I am guessing that many (most? all?) of these failures are due to StopIterations being thrown, a result of using old-style iterators. We have roughly three options:

1. Switch to new iterators.
2. Tell the log helper to ignore these error messages.
3. Rope in xpconnect people to see if they can not report this error.
(In reply to Joshua Cranmer [:jcranmer] from comment #0)
> 1. Switch to new iterators.

You almost certainly want to do this, or catch the exceptions, or something. There are similar fixes that landed with the bug.

> 3. Rope in xpconnect people to see if they can not report this error.

This is a pretty intractable thing to do at the moment.
I tried a try push to see if a simple fix works, but no luck (https://tbpl.mozilla.org/?tree=Thunderbird-Try&rev=4568be91c349)

I'll post the Mozilla patch here that seems to fix my local build.
Oops, that was my try patch, here is just the mozilla patch.
Attachment #8427430 - Attachment is obsolete: true
And if that simple fix is a no-go
We are faced with:
Not so simple when the situation is TinderboxPrint: xpcshell: 2066/103 CRASH
103 individual test fixes seems beyond the pale.
What I have not figured out yet is why Thunderbird tests fail but not Mozilla.
(In reply to Kent James (:rkent) from comment #16)
> What I have not figured out yet is why Thunderbird tests fail but not
> Mozilla.

The easy answer is that most of our tests indirectly pull in a helper which rates any error being reported to the error console as a test failure. Most of mozilla's tests don't.
Does anyone know how it was decided that any error thrown by an xpconnect component would log to the error console? Was that a carefully considered question, or was it just the side effect of some bug? I don't see any discussion of this issue directly in bug 997440 that is the presumed place this was added.
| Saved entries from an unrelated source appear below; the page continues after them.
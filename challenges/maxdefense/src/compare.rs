use log::info;
use tokio::task::JoinHandle;

use crate::algorithm::Algorithm;
use crate::armor::{ArmorVector, Solution};
use crate::testing::approx_eq;
use crate::timer::Timer;

/// One solver's answer and how long it took.
#[derive(Debug)]
pub struct Run {
    pub algorithm: Algorithm,
    pub solution: Solution,
    pub elapsed: f64,
}

/// Both solvers run over the same catalog and budget.
#[derive(Debug)]
pub struct Comparison {
    pub dynamic: Run,
    pub exhaustive: Run,
}

impl Comparison {
    /// Whether the two optimal defense values match.
    pub fn agrees(&self) -> bool {
        approx_eq(
            self.dynamic.solution.total_defense(),
            self.exhaustive.solution.total_defense(),
        )
    }
}

// The solvers are CPU bound, so they go to the blocking pool rather than the async workers.
fn spawn_run(algorithm: Algorithm, armors: ArmorVector, budget: usize) -> JoinHandle<Run> {
    tokio::task::spawn_blocking(move || {
        let timer = Timer::new();
        let solution = algorithm.solve(&armors, budget);
        let elapsed = timer.elapsed();
        info!(
            "{} finished in {:.6}s with defense {}",
            algorithm,
            elapsed,
            solution.total_defense()
        );
        Run {
            algorithm,
            solution,
            elapsed,
        }
    })
}

/// Run the dynamic and exhaustive solvers concurrently on the same catalog.
///
/// The catalog must already be small enough for the exhaustive search.
pub async fn compare(armors: &ArmorVector, budget: usize) -> std::io::Result<Comparison> {
    Algorithm::Exhaustive.check(armors)?;

    // the catalog clones share the underlying armor records.
    let dynamic = spawn_run(Algorithm::Dynamic, armors.clone(), budget);
    let exhaustive = spawn_run(Algorithm::Exhaustive, armors.clone(), budget);

    let (dynamic, exhaustive) = tokio::try_join!(dynamic, exhaustive)?;
    Ok(Comparison {
        dynamic,
        exhaustive,
    })
}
Returning a failure from a component can be a legitimate method of communication between methods, as with directory providers that throw an error if they do not process a particular directory type. That's how the C++ directory providers work. Now though the .js providers must instead return null (like in http://mxr.mozilla.org/comm-central/source/mozilla/b2g/components/DirectoryProvider.js#125) but that actually is a different response, forcing the users to check both error codes and null returns. I thought that the goal was to allow js components to do everything C++ could do, but this is a backwards step.

In any case the patch I suggested seems correct to me. Should we go ahead and try to convince the mozilla powers-that-me to accept it? I've tried to imagine workarounds and they all seem like kludges.
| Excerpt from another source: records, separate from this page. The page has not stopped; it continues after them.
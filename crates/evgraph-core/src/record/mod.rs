//! Event-log records: extraction and normalization.

pub mod model;
pub mod source;

use std::collections::HashSet;

use chrono::{DateTime, NaiveDate, NaiveDateTime};
use tracing::info;

use crate::error::{CoreResult, EvgraphError};
use model::{ProjectedRow, RawRecord, SubmitRecord};

/// Output format of canonical timestamps.
pub const CANONICAL_DATE_FORMAT: &str = "%Y-%m-%d %H:%M:%S";

/// Offset layouts accepted besides RFC 3339; the offset is dropped.
const OFFSET_DATE_TIME_FORMATS: &[&str] = &[
    "%Y-%m-%d %H:%M:%S%.f%:z",
    "%Y-%m-%dT%H:%M:%S%.f%z",
    "%Y-%m-%d %H:%M:%S%.f%z",
];

/// Naive layouts, tried after the offset ones.
const NAIVE_DATE_TIME_FORMATS: &[&str] = &["%Y-%m-%d %H:%M:%S%.f", "%Y-%m-%dT%H:%M:%S%.f"];

/// Result of normalizing a batch of raw rows.
#[derive(Debug, Clone, Default)]
pub struct NormalizeOutcome {
    pub records: Vec<SubmitRecord>,
    /// Rows read from the source.
    pub total: usize,
    /// Rows dropped because they were not "submit" actions.
    pub non_submit: usize,
    /// Submit rows dropped as exact duplicates.
    pub duplicates: usize,
    /// Submit rows dropped because a field was missing.
    pub incomplete: usize,
}

/// Normalize raw rows into complete, de-duplicated submit records.
///
/// Filters to submit actions, projects and renames the canonical columns,
/// drops exact duplicates (first occurrence wins) and incomplete rows, then
/// canonicalizes every timestamp. A timestamp that cannot be parsed fails the
/// whole batch.
pub fn normalize(raw: Vec<RawRecord>) -> CoreResult<NormalizeOutcome> {
    let mut outcome = NormalizeOutcome {
        total: raw.len(),
        ..Default::default()
    };

    let mut seen: HashSet<ProjectedRow> = HashSet::new();
    let mut unique = Vec::new();
    for record in raw {
        if !record.is_submit() {
            outcome.non_submit += 1;
            continue;
        }
        let row = ProjectedRow::from(record);
        if seen.insert(row.clone()) {
            unique.push(row);
        } else {
            outcome.duplicates += 1;
        }
    }

    for row in unique {
        let Some(mut record) = row.into_complete() else {
            outcome.incomplete += 1;
            continue;
        };
        record.date = canonicalize_timestamp(&record.date).ok_or_else(|| {
            EvgraphError::InvalidTimestamp {
                event_id: record.event_id.clone(),
                value: record.date.clone(),
            }
        })?;
        outcome.records.push(record);
    }

    info!(
        total = outcome.total,
        kept = outcome.records.len(),
        non_submit = outcome.non_submit,
        duplicates = outcome.duplicates,
        incomplete = outcome.incomplete,
        "Normalized event log"
    );

    Ok(outcome)
}

/// Rewrite a timestamp as `YYYY-MM-DD HH:MM:SS`.
///
/// Wall-clock fields are kept as written; offsets are dropped, not applied.
pub fn canonicalize_timestamp(value: &str) -> Option<String> {
    let value = value.trim();

    if let Ok(dt) = DateTime::parse_from_rfc3339(value) {
        return Some(dt.naive_local().format(CANONICAL_DATE_FORMAT).to_string());
    }
    for format in OFFSET_DATE_TIME_FORMATS {
        if let Ok(dt) = DateTime::parse_from_str(value, format) {
            return Some(dt.naive_local().format(CANONICAL_DATE_FORMAT).to_string());
        }
    }
    for format in NAIVE_DATE_TIME_FORMATS {
        if let Ok(dt) = NaiveDateTime::parse_from_str(value, format) {
            return Some(dt.format(CANONICAL_DATE_FORMAT).to_string());
        }
    }
    NaiveDate::parse_from_str(value, "%Y-%m-%d")
        .ok()
        .and_then(|date| date.and_hms_opt(0, 0, 0))
        .map(|dt| dt.format(CANONICAL_DATE_FORMAT).to_string())
}
//! CLI command definitions and handlers.

use anyhow::Result;
use clap::{Args, Parser, Subcommand};
use std::path::PathBuf;

use evgraph_graph::GraphConfig;

pub mod graph;
pub mod inspect;

/// evgraph - materialize event-log submit actions as a Neo4j graph
#[derive(Parser)]
#[command(name = "evgraph")]
#[command(author, version, about, long_about = None)]
#[command(propagate_version = true)]
pub struct Cli {
    /// Enable verbose output
    #[arg(short, long, global = true)]
    pub verbose: bool,

    /// Also write logs to this file
    #[arg(long, global = true)]
    pub log_file: Option<PathBuf>,

    #[command(flatten)]
    pub connection: ConnectionArgs,

    #[command(subcommand)]
    pub command: Commands,
}

/// Neo4j connection settings.
#[derive(Args, Debug, Clone)]
pub struct ConnectionArgs {
    /// Bolt URI of the Neo4j server
    #[arg(long, global = true, env = "NEO4J_URI")]
    pub uri: Option<String>,

    /// Neo4j user
    #[arg(long, global = true, env = "NEO4J_USER")]
    pub user: Option<String>,

    /// Neo4j password
    #[arg(long, global = true, env = "NEO4J_PASSWORD", hide_env_values = true)]
    pub password: Option<String>,

    /// Target database
    #[arg(long, global = true, env = "NEO4J_DATABASE")]
    pub database: Option<String>,
}

impl ConnectionArgs {
    /// Overlay the given flags on the default configuration.
    pub fn to_config(&self) -> GraphConfig {
        let defaults = GraphConfig::default();
        GraphConfig {
            uri: self.uri.clone().unwrap_or(defaults.uri),
            user: self.user.clone().unwrap_or(defaults.user),
            password: self.password.clone().unwrap_or(defaults.password),
            database: self.database.clone().unwrap_or(defaults.database),
        }
    }
}

#[derive(Subcommand)]
pub enum Commands {
    /// Load a CSV event log into the graph
    Load(graph::LoadArgs),

    /// Delete every node and relationship in batches
    Reset(graph::ResetArgs),

    /// Show graph node/relationship counts
    Status,

    /// Derive the graph from a CSV event log without writing it
    Inspect(inspect::InspectArgs),
}

impl Cli {
    pub async fn execute(self) -> Result<()> {
        let config = self.connection.to_config();

        match self.command {
            Commands::Load(args) => graph::cmd_load(args, &config).await,
            Commands::Reset(args) => graph::cmd_reset(args, &config).await,
            Commands::Status => graph::cmd_status(&config).await,
            Commands::Inspect(args) => inspect::execute(args),
        }
    }
}
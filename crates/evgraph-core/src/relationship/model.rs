//! Graph relationship types.

use serde::{Deserialize, Serialize};

use crate::registry::model::{EVENT_LABEL, USER_LABEL};

/// The three relationship kinds derived from submit records.
#[derive(Debug, Clone, Copy, PartialEq, Eq, PartialOrd, Ord, Hash, Serialize, Deserialize)]
#[serde(rename_all = "snake_case")]
pub enum RelationshipKind {
    /// (user)-[:raised]->(event)
    Raised,
    /// (event)-[:submitted_to]->(user)
    SubmittedTo,
    /// (user)-[:invited]->(user)
    Invited,
}

impl RelationshipKind {
    pub const ALL: [RelationshipKind; 3] = [Self::Raised, Self::SubmittedTo, Self::Invited];

    /// Relationship type name in the graph.
    pub fn as_str(&self) -> &'static str {
        match self {
            Self::Raised => "raised",
            Self::SubmittedTo => "submitted_to",
            Self::Invited => "invited",
        }
    }

    /// Node label of the source endpoint.
    pub fn source_label(&self) -> &'static str {
        match self {
            Self::Raised | Self::Invited => USER_LABEL,
            Self::SubmittedTo => EVENT_LABEL,
        }
    }

    /// Node label of the target endpoint.
    pub fn target_label(&self) -> &'static str {
        match self {
            Self::Raised => EVENT_LABEL,
            Self::SubmittedTo | Self::Invited => USER_LABEL,
        }
    }
}

impl std::fmt::Display for RelationshipKind {
    fn fmt(&self, f: &mut std::fmt::Formatter<'_>) -> std::fmt::Result {
        f.write_str(self.as_str())
    }
}

/// A directed relationship, identified structurally by kind and endpoint ids.
///
/// Two relationships with the same kind, source and target are the same edge.
#[derive(Debug, Clone, PartialEq, Eq, PartialOrd, Ord, Hash, Serialize, Deserialize)]
pub struct Relationship {
    pub kind: RelationshipKind,
    pub source: String,
    pub target: String,
}

impl Relationship {
    pub fn raised(user_id: &str, event_id: &str) -> Self {
        Self::new(RelationshipKind::Raised, user_id, event_id)
    }

    pub fn submitted_to(event_id: &str, user_id: &str) -> Self {
        Self::new(RelationshipKind::SubmittedTo, event_id, user_id)
    }

    pub fn invited(raiser_id: &str, invited_id: &str) -> Self {
        Self::new(RelationshipKind::Invited, raiser_id, invited_id)
    }

    fn new(kind: RelationshipKind, source: &str, target: &str) -> Self {
        Self {
            kind,
            source: source.to_string(),
            target: target.to_string(),
        }
    }

    /// A user-to-user edge whose endpoints are the same user.
    pub fn is_self_loop(&self) -> bool {
        self.kind.source_label() == self.kind.target_label() && self.source == self.target
    }
}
Also, it would be good if someone could point out what was wrong with my try run where I tried to apply a mozilla patch. It would be good to do a try run to confirm that my fix works.
(In reply to Kent James (:rkent) from comment #18)

> Also, it would be good if someone could point out what was wrong with my try
> run where I tried to apply a mozilla patch. It would be good to do a try run
> to confirm that my fix works.

--hgtool1 option should be also removed?
I believe asuth originally added the error handling as part of gloda tests (though I could be wrong). This was to ensure that any unforeseen errors got caught, and not just hidden away in the stack without causing any test failures.

I think that's a very good thing to do.

Your patch actually breaks standard xpcom expectations - that we should throw an error, rather that just return null. Although in this case, it just so happens that both are checked for in the one instance where I know this is called from, so it gets away with it.

However, I would also query that if javascript is throwing a valid error result, which is handled in c++, then that shouldn't be outputting to the console, and this would seem like a core bug.
Yes, logged errors being failures as likely added during gloda or subsequent mozmill test efforts.  There's a lot of comments in logHelper.js if the rationale is of interest.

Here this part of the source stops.